Les missions des élus ordinaux, en particulier des bâtonniers, ont considérablement évolué, et la Conférence doit les soutenir face à la croissance de la technicité de leur travail.
Enfin, je mets un fort accent sur l'humanité et la solidarité. Placer l'humain au centre de nos préoccupations est essentiel, tant pour notre exercice professionnel perturbé par le tout numérique, que pour la protection de l'État de droit, impliquant la sauvegarde des libertés individuelles et collectives. La solidarité sera également renforcée au cours de cette mandature pour accroître la nécessaire cohésion entre les barreaux.
Quelles seront vos premières actions ?
Au cours du premier trimestre 2024, nous mettrons en œuvre trois grandes journées qui concrétiseront certaines des thématiques que je viens d’exposer.
Le 13 mars, à l'image du séminaire des Dauphins, la Conférence organisera une journée complète de formation pour les membres du Conseil de l’Ordre. Cette initiative offrira aux élus les principaux réflexes pour trouver leur place au sein de la machine ordinale et contribuera à créer une communauté de l’Ordinalité de Province entre les membres des conseils de l’Ordre.
Le 21 mars, nous participerons à l’organisation de la première journée de la relation avocat/magistrat, organisée conjointement avec le conseil consultatif conjoint de la relation de déontologie Avocat/magistrat, rassemblant toutes les composantes des deux professions. Tous les barreaux, en collaboration avec les chefs de juridiction, mettront en place un événement local pour animer la relation avec les magistrats. Notre objectif majeur est de mettre un terme à la spirale négative des rapports que nous entretenons avec les magistrats, afin de retrouver la sérénité dans notre exercice quotidien.
Au cours de ce premier trimestre, nous déploierons également une troisième journée, dite « Diego », où les bâtonniers exerceront leurs prérogatives en matière de contrôle des lieux de privation de liberté. Il s'agit ici de l'application pratique du rôle du bâtonnier en tant que vigie de l’État de droit et protecteur des libertés.
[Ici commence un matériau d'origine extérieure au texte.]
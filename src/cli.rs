//! Command-line interface module for dirsweep.
//!
//! This module handles:
//! - Argument parsing (`clap`)
//! - Resolving source directories against the home root
//! - Confirmation prompts and optional backups before mutating runs
//! - Orchestrating classify-and-move, purge and backup commands
//! - Human and JSON reporting

use crate::backup::{BackupMode, BackupReport, backup_dir};
use crate::classifier::{BucketMap, ClassificationPolicy, Classifier};
use crate::config::{SweepConfig, resolve_source};
use crate::error::{SweepError, SweepResult};
use crate::file_organizer::{FileOrganizer, MoveOutcome, MoveRecord, ReorganizeReport};
use crate::output::OutputFormatter;
use crate::pruner::Pruner;
use crate::purger::{AgeThreshold, PurgeResult, Purger};
use crate::walker::{FileWalk, checked_root, walk_filtered};
use clap::{Args, Parser, Subcommand};
use serde::Serialize;
use std::io::{self, BufRead, Write};
use std::path::{Path, PathBuf};

#[derive(Parser, Debug)]
#[command(name = "dirsweep")]
#[command(about = "Sort, back up and purge the files of a directory")]
#[command(version)]
pub struct Cli {
    /// Verbose diagnostics on stderr
    #[arg(short, long, global = true)]
    pub verbose: bool,

    /// Base directory that source directories are relative to (default: home)
    #[arg(long, global = true)]
    pub home: Option<PathBuf>,

    /// Configuration file (default: .dirsweep.toml, then the user config dir)
    #[arg(long, global = true)]
    pub config: Option<PathBuf>,

    /// Do not ask for confirmation
    #[arg(short = 'y', long, global = true)]
    pub yes: bool,

    /// Print the report as JSON
    #[arg(long, global = true)]
    pub json: bool,

    #[command(subcommand)]
    pub command: Commands,
}

/// Backup flags shared by the mutating commands.
#[derive(Args, Debug, Clone, Default)]
pub struct BackupArgs {
    /// Create a backup before making changes
    #[arg(long, requires = "backup_dir")]
    pub backup: bool,

    /// Where the backup goes, relative to the home root
    #[arg(long, alias = "backup_dir")]
    pub backup_dir: Option<PathBuf>,

    /// Require the backup directory to be new instead of merging into it
    #[arg(long, alias = "create_backup_dir")]
    pub create_backup_dir: bool,
}

impl BackupArgs {
    fn into_request(self) -> Option<BackupRequest> {
        match (self.backup, self.backup_dir) {
            (true, Some(destination)) => Some(BackupRequest {
                destination,
                mode: if self.create_backup_dir {
                    BackupMode::CreateNew
                } else {
                    BackupMode::Merge
                },
            }),
            _ => None,
        }
    }
}

#[derive(Args, Debug, Clone)]
pub struct ClassifyArgs {
    /// The directory to clean, relative to the home root
    #[arg(long, alias = "source_dir")]
    pub source_dir: PathBuf,

    /// Perform a shallow clean (do not traverse subdirectories)
    #[arg(long)]
    pub shallow: bool,

    /// Show what would move without moving anything
    #[arg(long, alias = "dry_run")]
    pub dry_run: bool,

    #[command(flatten)]
    pub backup: BackupArgs,
}

/// Exactly one age unit.
#[derive(Args, Debug, Clone)]
#[group(required = true, multiple = false)]
pub struct AgeArgs {
    #[arg(long)]
    pub days: Option<u64>,

    #[arg(long)]
    pub months: Option<u64>,

    #[arg(long)]
    pub years: Option<u64>,
}

impl AgeArgs {
    fn threshold(&self) -> AgeThreshold {
        match (self.days, self.months, self.years) {
            (_, Some(months), _) => AgeThreshold::Months(months),
            (_, _, Some(years)) => AgeThreshold::Years(years),
            (days, _, _) => AgeThreshold::Days(days.unwrap_or_default()),
        }
    }
}

#[derive(Subcommand, Debug)]
pub enum Commands {
    /// Move files into folders named after their type
    #[command(alias = "clean_by_suffix")]
    CleanBySuffix(ClassifyArgs),

    /// Move files into folders named after their creation month or year
    #[command(alias = "clean_by_date")]
    CleanByDate {
        /// Use year folders instead of month_year folders
        #[arg(long, alias = "year_only")]
        year_only: bool,

        #[command(flatten)]
        args: ClassifyArgs,
    },

    /// Move files into small_files, medium_files and large_files
    #[command(alias = "clean_by_size")]
    CleanBySize(ClassifyArgs),

    /// Delete files older than a threshold
    Purge {
        /// The directory to purge, relative to the home root
        #[arg(long, alias = "source_dir")]
        source_dir: PathBuf,

        #[command(flatten)]
        age: AgeArgs,

        /// Show what would be deleted without deleting anything
        #[arg(long, alias = "dry_run")]
        dry_run: bool,

        #[command(flatten)]
        backup: BackupArgs,
    },

    /// Copy a directory into a backup directory
    Backup {
        #[arg(long, alias = "source_dir")]
        source_dir: PathBuf,

        #[arg(long, alias = "backup_dir")]
        backup_dir: PathBuf,

        /// Fail if the backup directory already exists instead of merging
        #[arg(long)]
        create: bool,
    },
}

/// A backup to take before a mutating run.
#[derive(Debug, Clone, PartialEq, Eq)]
pub struct BackupRequest {
    pub destination: PathBuf,
    pub mode: BackupMode,
}

/// A parsed command, independent of the argument syntax.
#[derive(Debug, Clone, PartialEq, Eq)]
pub enum SweepCommand {
    Classify {
        source_dir: PathBuf,
        policy: ClassificationPolicy,
        shallow: bool,
        dry_run: bool,
        backup: Option<BackupRequest>,
    },
    Purge {
        source_dir: PathBuf,
        threshold: AgeThreshold,
        dry_run: bool,
        backup: Option<BackupRequest>,
    },
    Backup {
        source_dir: PathBuf,
        request: BackupRequest,
    },
}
La Conférence créera de nouvelles commissions en son sein, notamment la commission « Territoires et Initiatives des Ordres ».
Comme je le souligne souvent, les bâtonniers sont les « MacGyver » du quotidien. Ils doivent imaginer des solutions concrètes pour faire fonctionner l’exercice de l’avocat avec l’écosystème local, que ce soit dans les rapports avec les juridictions, les autres professions, les élus locaux, etc. Toutes ces initiatives, idées, processus locaux seront rassemblés pour qu’elles puissent être dupliquées partout où le besoin s’en fera sentir, favorisant ainsi la solidarité entre les barreaux.
Sur le plan national, il nous semble important d'avancer sur le mode électoral des élections au conseil de l’ordre, où le système des binômes nous semble devoir être modifié pour un système plus souple, mieux adapté à notre profession, tout en conservant la parité. Nous porterons donc une nouvelle fois cette demande afin qu’elle aboutisse enfin.
Face à la révolution numérique et à l’arrivée fracassante de l’intelligence artificielle, la question de la mise en place d’une véritable politique numérique de la profession se pose plus que jamais. Nous aurons, sans aucun doute, des discussions avec la Présidente du Conseil national des barreaux et le Bâtonnier de Paris pour arrêter les meilleurs choix possibles en la matière. Ici encore, solidarité, intelligence collective, et travail en commun devront guider nos pas et orienter nos choix au bénéfice de nos confrères.